Pemujaan terhadap Xuan Tian Shang Di mulai berkembang pada masa dinasti Ming. Dikisahkan pada masa permulaan pergerakannya Zhu Yuan Zhang (pendiri dinasti Ming), dalam suatu pertempuran pernah mengalami kekalahan besar, sehingga ia terpaksa bersembunyi di pegunungan Wu Dang Shan (Bu Tong San — Hokkian), di propinsi Hu Bei, dalam sebuah kelenteng Shang Di Miao. Berkat perlindungan Shang Di Gong (sebutan populer Xuan Tian Shang Di), Zhu Yuan Zhang dapat terhindar dari kejaran pasukan Mongol, yang mengadakan operasi penumpasan besar-besaran terhadap sisa-sisa pasukannya. Kemudian berkat bantuan Xuan Tian Shang Di, maka Zhu Yuan Zhang berhasil mengusir penjajah Mongol dan menumbangkan dinasti Yuan. Ia mendirikan dinasti Ming, setelah mengalahkan saingan-saingannya dalam mempersatukan Tiongkok. Untuk mengenang jasa-jasa Xuan Tian Shang Di dan berterima kasih atas perlindungannya, ia lalu mendirikan kelenteng pemujaan di ibu kota Nanjing (Nanking) dan di gunung Wu Dang Shan. Sejak itu Wu Dang Shan menjadi tempat suci bagi penganut Taoisme. Kelentengnya, dengan patung Xuan Tian dari tembaga, bisa dilihat sampai sekarang. Disamping itu Shang Di Gong juga diangkat sebagai Dewa Pelindung Negara. Tiap tahun tanggal 3 bulan 3 Imlik ditetapkan sebagai hari Shejietnya dan tanggal 9 bulan 9 Imlik adalah hari beliau mencapai kesempurnaan dan diadakan upacara sembahyangan besar-besaran pada hari-hari itu. Sejak itulah pemujaan Shang Di Gong meluas ke seluruh negeri, dan hampir disetiap kota besar ada kelenteng yang memujanya.

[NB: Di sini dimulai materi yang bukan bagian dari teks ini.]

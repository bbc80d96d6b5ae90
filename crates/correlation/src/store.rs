//! Keyed signal store
//!
//! One slot per request id: a value guarded by its own mutex, plus a wake
//! signal waiters block on. Slots are created lazily on first touch.
//!
//! ## Locking
//!
//! ```text
//! DashMap shard lock (coarse, map structure)  ──►  never held while locking a slot
//! Slot mutex (fine, value + signal)           ──►  may briefly take a shard lock (remove)
//! ```
//!
//! Waiting on a slot's signal releases the slot mutex and never touches the
//! map, so a blocked caller does not stall any other key.

use dashmap::DashMap;
use parking_lot::{Condvar, Mutex, MutexGuard};
use relay_core::RequestId;
use std::sync::Arc;
use std::time::Instant;

/// Value and signal state of one slot, only reachable through the slot lock
#[derive(Debug)]
pub struct SlotState<V> {
    value: V,
    signalled: bool,
    retired: bool,
}

impl<V> SlotState<V> {
    fn new(value: V) -> Self {
        Self {
            value,
            signalled: false,
            retired: false,
        }
    }

    pub fn value(&self) -> &V {
        &self.value
    }

    pub fn value_mut(&mut self) -> &mut V {
        &mut self.value
    }

    /// Replace the value, returning the previous one
    pub fn replace(&mut self, value: V) -> V {
        std::mem::replace(&mut self.value, value)
    }

    /// Set the wake signal. Waiters are notified when the lock is released
    /// by [`KeyedSignalStore::update`].
    pub fn raise(&mut self) {
        self.signalled = true;
    }

    /// Clear the wake signal
    pub fn clear(&mut self) {
        self.signalled = false;
    }

    pub fn is_signalled(&self) -> bool {
        self.signalled
    }

    /// A retired slot has been removed from the store; writes to it are lost
    pub fn is_retired(&self) -> bool {
        self.retired
    }
}

/// Per-key mutex + condition variable
#[derive(Debug)]
pub struct Slot<V> {
    state: Mutex<SlotState<V>>,
    signal: Condvar,
}

impl<V> Slot<V> {
    fn new(value: V) -> Self {
        Self {
            state: Mutex::new(SlotState::new(value)),
            signal: Condvar::new(),
        }
    }

    /// Acquire the slot lock
    pub fn lock(&self) -> MutexGuard<'_, SlotState<V>> {
        self.state.lock()
    }

    /// Block until the slot is signalled, retired, or `deadline` passes.
    ///
    /// Returns the held lock; the caller inspects the state to tell which of
    /// the three happened.
    pub fn wait_until(&self, deadline: Instant) -> MutexGuard<'_, SlotState<V>> {
        let mut state = self.state.lock();
        while !state.signalled && !state.retired {
            if self.signal.wait_until(&mut state, deadline).timed_out() {
                break;
            }
        }
        state
    }
}

/// Lazily-populated map from request id to slot
pub struct KeyedSignalStore<V> {
    slots: DashMap<RequestId, Arc<Slot<V>>>,
    factory: Box<dyn Fn() -> V + Send + Sync>,
}

impl<V: Default + 'static> KeyedSignalStore<V> {
    /// Store whose new slots start at `V::default()`
    pub fn new() -> Self {
        Self::with_factory(V::default)
    }
}

impl<V: Default + 'static> Default for KeyedSignalStore<V> {
    fn default() -> Self {
        Self::new()
    }
}

impl<V> KeyedSignalStore<V> {
    /// Store whose new slots start at `factory()`
    pub fn with_factory(factory: impl Fn() -> V + Send + Sync + 'static) -> Self {
        Self {
            slots: DashMap::new(),
            factory: Box::new(factory),
        }
    }

    /// Return the slot for `key`, creating it if needed.
    ///
    /// Concurrent callers for the same key always get the same slot.
    pub fn get_or_create(&self, key: RequestId) -> Arc<Slot<V>> {
        if let Some(slot) = self.slots.get(&key) {
            return Arc::clone(slot.value());
        }

        Arc::clone(
            self.slots
                .entry(key)
                .or_insert_with(|| Arc::new(Slot::new((self.factory)())))
                .value(),
        )
    }

    /// Return the slot for `key` without creating it
    pub fn get(&self, key: RequestId) -> Option<Arc<Slot<V>>> {
        self.slots.get(&key).map(|slot| Arc::clone(slot.value()))
    }

    pub fn contains(&self, key: RequestId) -> bool {
        self.slots.contains_key(&key)
    }

    pub fn len(&self) -> usize {
        self.slots.len()
    }

    pub fn is_empty(&self) -> bool {
        self.slots.is_empty()
    }

    /// Keys currently holding state, in no particular order
    pub fn keys(&self) -> Vec<RequestId> {
        self.slots.iter().map(|entry| *entry.key()).collect()
    }

    /// Mutate the slot for `key` under its lock, creating it if needed.
    ///
    /// If `f` leaves the signal raised, every waiter is woken before the
    /// lock is released. A slot retired by a concurrent [`remove`](Self::remove)
    /// is skipped and a fresh one is used instead.
    pub fn update<R>(&self, key: RequestId, f: impl FnOnce(&mut SlotState<V>) -> R) -> R {
        self.update_slot(key, f).1
    }

    /// [`update`](Self::update), also handing back the slot that was written
    pub fn update_slot<R>(
        &self,
        key: RequestId,
        f: impl FnOnce(&mut SlotState<V>) -> R,
    ) -> (Arc<Slot<V>>, R) {
        let mut slot = self.get_or_create(key);
        loop {
            let mut state = slot.lock();
            if !state.retired {
                let result = f(&mut state);
                if state.signalled {
                    slot.signal.notify_all();
                }
                drop(state);
                return (slot, result);
            }
            drop(state);
            slot = self.get_or_create(key);
        }
    }

    /// Like [`update`](Self::update), but only if `key` already has a slot
    pub fn update_existing<R>(
        &self,
        key: RequestId,
        f: impl FnOnce(&mut SlotState<V>) -> R,
    ) -> Option<R> {
        let slot = self.get(key)?;
        let mut state = slot.lock();
        if state.retired {
            return None;
        }
        let result = f(&mut state);
        if state.signalled {
            slot.signal.notify_all();
        }
        Some(result)
    }

    /// Read the slot for `key` under its lock without creating it
    pub fn read<R>(&self, key: RequestId, f: impl FnOnce(&SlotState<V>) -> R) -> Option<R> {
        let slot = self.get(key)?;
        let state = slot.lock();
        if state.retired {
            return None;
        }
        Some(f(&state))
    }

    /// Two-phase removal.
    ///
    /// The entry is looked up under the map lock, then its slot lock is taken
    /// and the entry removed only if it is still the same slot. The slot is
    /// marked retired and its waiters woken before the slot lock is released,
    /// so no producer can write into it afterwards. Returns false for unknown
    /// keys or when another remover won the race.
    pub fn remove(&self, key: RequestId) -> bool {
        let Some(slot) = self.get(key) else {
            return false;
        };
        self.remove_slot(key, &slot)
    }

    /// [`remove`](Self::remove), but only while `key` still maps to `slot`.
    ///
    /// A slot that was already replaced by a fresh one leaves the fresh one
    /// in place.
    pub fn remove_slot(&self, key: RequestId, slot: &Arc<Slot<V>>) -> bool {
        let mut state = slot.lock();
        if state.retired {
            return false;
        }

        let removed = self
            .slots
            .remove_if(&key, |_, current| Arc::ptr_eq(current, slot))
            .is_some();

        if removed {
            state.retired = true;
            slot.signal.notify_all();
        }
        removed
    }
}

Di Taiwan pada masa Zheng Cheng Gong berkuasa, banyak kelenteng Shang Di Gong didirikan. Tujuannya adalah untuk menambah wibawa pemerintah, dan menjadi pusat pemujaan bersama rakyat dan tentara. Oleh sebab itu, maka kelenteng Shang Di Miao tersebar diberbagai tempat. Diantaranya yang terbesar adalah di Tainan yang dibangun pada waktu Belanda berkuasa di Taiwan.
Setelah jatuhnya Zheng Cheng Gong, dinasti Qing dari Manzhu yang berkuasa, mendiskreditkan Shang Di Gong dengan mengatakan bahwa beliau sebetulnya adalah seorang jagal yang telah bertobat. Usaha ini mempunyai tujuan politik yaitu melenyapkan dan mengkikis habis sisa-sisa pengikut dinasti Ming secara moral, dengan memanfaatkan dongeng aliran Buddha tentarg seorang jagal yang telah bertobat lalu membelah perutnya sendiri, membuang seiuruh isinya dan menjadi pengikut Buddha. Kura-kura dan ular yang diinjak itu dikatakan sebagai usus dan jerohan si jagal. Oleh sebab itu maka tingkatannya diturunkan menjadi Malaikat pelindung Penjagalan. Pembangunan kelenteng-kelenteng Shang Di Miao, sejak itu sangat berkurang. Pada masa dinasti Qing ini pembangunan kelenteng Shang Di Miao hanya satu, yaitu Lao Gu She Miao di Tainan. Tapi sebetulnya kaisar-kaisar Manzhu sangat menghormati Xuan Tian Shang Di ini, terbukti dengan dibangunnya kelenteng pemujaan khusus untuk Shang Di Gong di komplek kota terlarang, yaitu Istana Kekaisaran di Beijing, yang dinamakan Qin An Tian dan satu lagi di Istana Persinggahan di Chengde.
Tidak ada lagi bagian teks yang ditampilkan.